И этот больной человек пытается в одиночку управлять множеством темных проектов. Такой работник мог лишь навредить интересам ведомства и страны. Канарис чувствовал приближение беды.

# * *

В июле 1927 года Доннер возвращается из отпуска. Тут же с докладом к нему приходит Канарис. «Создается впечатление, — сказал он, — что капитан Ломан занимается какими-то операциями, которые не известны ни нам, ни командующему ВМС».

Доннер передал его слова, адмиралу Ценкеру. В конце июля Ломану было приказано доложить о своих делах без утайки.

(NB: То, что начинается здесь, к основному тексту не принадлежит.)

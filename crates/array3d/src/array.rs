//! The [`Array3D`] container and element access.

use crate::{
    dims::Dims,
    error::{Array3DError, Result},
};

/// A dense array of rank 3 over a single flat buffer of `f64`.
///
/// The element at `(i, j, k)` lives at offset `i * d1 * d2 + j * d2 + k` of
/// the buffer. The dimensions are fixed at construction and the buffer
/// always holds exactly `d0 * d1 * d2` elements.
///
/// ```
/// use array3d::Array3D;
///
/// let mut array = Array3D::new(3, 3, 3)?;
/// array.ones();
/// array.set(1, 1, 1, 5.0)?;
/// assert_eq!(array.get(1, 1, 1)?, 5.0);
/// assert_eq!(array.get(0, 1, 1)?, 1.0);
/// assert!(array.get(3, 0, 0).is_err());
/// # Ok::<(), array3d::Array3DError>(())
/// ```
#[derive(Debug, Clone, PartialEq)]
pub struct Array3D {
    pub(crate) dims: Dims,
    pub(crate) data: Vec<f64>,
}

impl Array3D {
    /// Create a new `Array3D` with every element set to `0.0`.
    ///
    /// # Errors
    ///
    /// Will return `Err` if `d0 * d1 * d2` overflows a `usize`
    pub fn new(d0: usize, d1: usize, d2: usize) -> Result<Self> {
        Self::filled(d0, d1, d2, 0.0)
    }

    /// Create a new `Array3D` with every element set to `value`.
    ///
    /// # Errors
    ///
    /// Will return `Err` if `d0 * d1 * d2` overflows a `usize`
    pub fn filled(d0: usize, d1: usize, d2: usize, value: f64) -> Result<Self> {
        Ok(Self::with_dims(Dims::new(d0, d1, d2)?, value))
    }

    /// Create a new `Array3D` of the given dimensions with every element set
    /// to `value`.
    #[must_use]
    pub fn with_dims(dims: Dims, value: f64) -> Self {
        tracing::trace!(%dims, value, "allocating array");
        Self {
            dims,
            data: vec![value; dims.len()],
        }
    }

    /// Create a new zeroed `Array3D` from signed dimensions.
    ///
    /// ```
    /// use array3d::{Array3D, Array3DError};
    ///
    /// assert!(matches!(
    ///     Array3D::from_signed(-1, 2, 2),
    ///     Err(Array3DError::InvalidDimension(_))
    /// ));
    /// ```
    ///
    /// # Errors
    ///
    /// Will return `Err` if any dimension is negative, or the total number of
    /// elements overflows a `usize`
    pub fn from_signed(d0: i64, d1: i64, d2: i64) -> Result<Self> {
        Ok(Self::with_dims(Dims::from_signed(d0, d1, d2)?, 0.0))
    }

    /// Wrap an existing flat buffer laid out in linearization order.
    ///
    /// # Errors
    ///
    /// Will return `Err` if `data.len()` is not `d0 * d1 * d2`
    pub fn from_vec(dims: Dims, data: Vec<f64>) -> Result<Self> {
        if data.len() != dims.len() {
            return Err(Array3DError::ShapeMismatch {
                expected: vec![dims.len()],
                found:    vec![data.len()],
            });
        }
        Ok(Self { dims, data })
    }

    /// The dimensions of the array.
    #[inline]
    pub const fn dims(&self) -> Dims {
        self.dims
    }

    /// Number of elements in the array.
    #[inline]
    pub fn len(&self) -> usize {
        self.data.len()
    }

    /// Returns `true` if the array has no elements.
    #[inline]
    pub fn is_empty(&self) -> bool {
        self.data.is_empty()
    }

    /// The flat buffer in linearization order.
    #[inline]
    pub fn as_slice(&self) -> &[f64] {
        &self.data
    }

    /// Consume the array and return the flat buffer.
    #[inline]
    pub fn into_vec(self) -> Vec<f64> {
        self.data
    }

    /// Get the element at `(i, j, k)`.
    ///
    /// # Errors
    ///
    /// Will return `Err` if any coordinate is out of range
    #[inline]
    pub fn get(&self, i: usize, j: usize, k: usize) -> Result<f64> {
        Ok(self.data[self.dims.offset(i, j, k)?])
    }

    /// Get a mutable reference to the element at `(i, j, k)`.
    ///
    /// # Errors
    ///
    /// Will return `Err` if any coordinate is out of range
    #[inline]
    pub fn get_mut(&mut self, i: usize, j: usize, k: usize) -> Result<&mut f64> {
        let offset = self.dims.offset(i, j, k)?;
        Ok(&mut self.data[offset])
    }

    /// Set the element at `(i, j, k)` to `value`.
    ///
    /// # Errors
    ///
    /// Will return `Err` if any coordinate is out of range
    #[inline]
    pub fn set(&mut self, i: usize, j: usize, k: usize, value: f64) -> Result<()> {
        *self.get_mut(i, j, k)? = value;
        Ok(())
    }

    /// Set every element to `value`.
    pub fn fill(&mut self, value: f64) {
        self.data.fill(value);
    }

    /// Set every element to `0.0`.
    #[inline]
    pub fn zeros(&mut self) {
        self.fill(0.0);
    }

    /// Set every element to `1.0`.
    #[inline]
    pub fn ones(&mut self) {
        self.fill(1.0);
    }

    /// Iterate over `((i, j, k), value)` in linearization order.
    pub fn indexed_iter(&self) -> impl Iterator<Item = ((usize, usize, usize), f64)> + '_ {
        self.data
            .iter()
            .enumerate()
            .map(|(offset, &value)| (self.dims.coords(offset), value))
    }
}

impl std::ops::Index<(usize, usize, usize)> for Array3D {
    type Output = f64;

    /// # Panics
    ///
    /// Panics if any coordinate is out of range. Use [`Array3D::get`] for a
    /// checked read.
    fn index(&self, (i, j, k): (usize, usize, usize)) -> &Self::Output {
        match self.dims.offset(i, j, k) {
            Ok(offset) => &self.data[offset],
            Err(err) => panic!("{err}"),
        }
    }
}

impl std::ops::IndexMut<(usize, usize, usize)> for Array3D {
    /// # Panics
    ///
    /// Panics if any coordinate is out of range. Use [`Array3D::get_mut`] for
    /// a checked write.
    fn index_mut(&mut self, (i, j, k): (usize, usize, usize)) -> &mut Self::Output {
        match self.get_mut(i, j, k) {
            Ok(value) => value,
            Err(err) => panic!("{err}"),
        }
    }
}

impl TryFrom<(i64, i64, i64)> for Array3D {
    type Error = Array3DError;

    fn try_from((d0, d1, d2): (i64, i64, i64)) -> Result<Self> {
        Self::from_signed(d0, d1, d2)
    }
}

#[cfg(test)]
#[allow(clippy::unwrap_used)]
mod tests {
    use arbtest::arbtest;
    use pretty_assertions::assert_eq;

    use super::*;
    use crate::{dims::Axis, error::DimensionError};

    #[test]
    fn new_is_zeroed() {
        let array = Array3D::new(2, 3, 4).unwrap();
        assert_eq!(array.len(), 24);
        assert!(array.as_slice().iter().all(|&x| x == 0.0));
    }

    #[test]
    fn zero_dimension_gives_empty_buffer() {
        let array = Array3D::new(0, 3, 3).unwrap();
        assert!(array.is_empty());
        assert_eq!(array.dims().as_array(), [0, 3, 3]);
        assert!(array.get(0, 0, 0).is_err());
    }

    #[test]
    fn negative_dimension_is_invalid() {
        assert_eq!(
            Array3D::from_signed(-1, 2, 2),
            Err(Array3DError::InvalidDimension(DimensionError::Negative {
                axis:  Axis::Axis0,
                value: -1,
            }))
        );
        assert!(Array3D::try_from((2_i64, -4_i64, 2_i64)).is_err());
        assert_eq!(
            Array3D::try_from((2_i64, 2_i64, 2_i64)).unwrap().len(),
            8
        );
    }

    #[test]
    fn from_vec_checks_length() {
        let dims = Dims::new(2, 2, 2).unwrap();
        assert_eq!(
            Array3D::from_vec(dims, vec![0.0; 7]),
            Err(Array3DError::ShapeMismatch {
                expected: vec![8],
                found:    vec![7],
            })
        );
        let array = Array3D::from_vec(dims, (0..8).map(f64::from).collect()).unwrap();
        assert_eq!(array.get(1, 0, 1).unwrap(), 5.0);
    }

    #[test]
    fn set_only_touches_one_cell() {
        arbtest(|u| {
            let d0 = u.int_in_range(1..=5)?;
            let d1 = u.int_in_range(1..=5)?;
            let d2 = u.int_in_range(1..=5)?;
            let i = u.int_in_range(0..=d0 - 1)?;
            let j = u.int_in_range(0..=d1 - 1)?;
            let k = u.int_in_range(0..=d2 - 1)?;
            let value: f64 = u.arbitrary()?;
            if value.is_nan() {
                return Ok(());
            }

            let mut array = Array3D::filled(d0, d1, d2, -1.0).unwrap();
            array.set(i, j, k, value).unwrap();

            assert_eq!(array.get(i, j, k).unwrap(), value);
            for (coords, x) in array.indexed_iter() {
                if coords != (i, j, k) {
                    assert_eq!(x, -1.0);
                }
            }
            Ok(())
        });
    }

    #[test]
    fn out_of_range_leaves_buffer_unchanged() {
        let mut array = Array3D::filled(2, 3, 4, 2.0).unwrap();
        let before = array.clone();

        for (i, j, k) in [(2, 0, 0), (0, 3, 0), (0, 0, 4), (9, 9, 9)] {
            assert!(matches!(
                array.get(i, j, k),
                Err(Array3DError::OutOfRange { .. })
            ));
            assert!(matches!(
                array.set(i, j, k, 7.0),
                Err(Array3DError::OutOfRange { .. })
            ));
        }
        assert_eq!(array, before);
    }

    #[test]
    fn fill_zeros_and_ones() {
        let mut array = Array3D::new(3, 2, 2).unwrap();
        array.ones();
        assert!(array.as_slice().iter().all(|&x| x == 1.0));
        array.fill(5.0);
        assert!(array.as_slice().iter().all(|&x| x == 5.0));
        array.zeros();
        assert!(array.as_slice().iter().all(|&x| x == 0.0));
    }

    #[test]
    fn index_operators() {
        let mut array = Array3D::new(2, 2, 2).unwrap();
        array[(1, 0, 1)] = 3.5;
        assert_eq!(array[(1, 0, 1)], 3.5);
        assert_eq!(array.as_slice()[5], 3.5);
    }

    #[test]
    #[should_panic(expected = "index 2 is out of range for axis 2 with length 2")]
    fn index_operator_panics_out_of_range() {
        let array = Array3D::new(2, 2, 2).unwrap();
        let _ = array[(0, 0, 2)];
    }

    #[test]
    fn indexed_iter_follows_linearization() {
        let array = Array3D::from_vec(
            Dims::new(2, 1, 2).unwrap(),
            vec![0.0, 1.0, 2.0, 3.0],
        )
        .unwrap();
        let items: Vec<_> = array.indexed_iter().collect();
        assert_eq!(
            items,
            vec![
                ((0, 0, 0), 0.0),
                ((0, 0, 1), 1.0),
                ((1, 0, 0), 2.0),
                ((1, 0, 1), 3.0),
            ]
        );
    }
}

Первые же его признания столь встревожили Ценкера и Доннера, что они решили удалить Ломана от дел, пока его промахи не стали известны общественности. Они хотели воспользоваться предстоящим повышением в звании — осенью Ломан должен стать контр-адмиралом, — чтобы отправить его в почетную отставку. Все находящиеся под руководством Ломана частные фирмы будут объединены в холдинговую компанию, коммерческим директором которой станет Шнайдер, его ближайший помощник.

Однако катастрофа случилась раньше. Первой обанкротилась кинокомпания «Феб» — один из самых странных проектов Ломана. Газетчики постарались раздуть сенсацию. 8 августа «Берлинер тагеб-латт» сообщает, что кинокомпания, у которой ныне 4—5 миллионов марок долга, «финансировалась из секретного фонда морского ведомства, вложившего в нее от 6,5 до 8 миллионов марок».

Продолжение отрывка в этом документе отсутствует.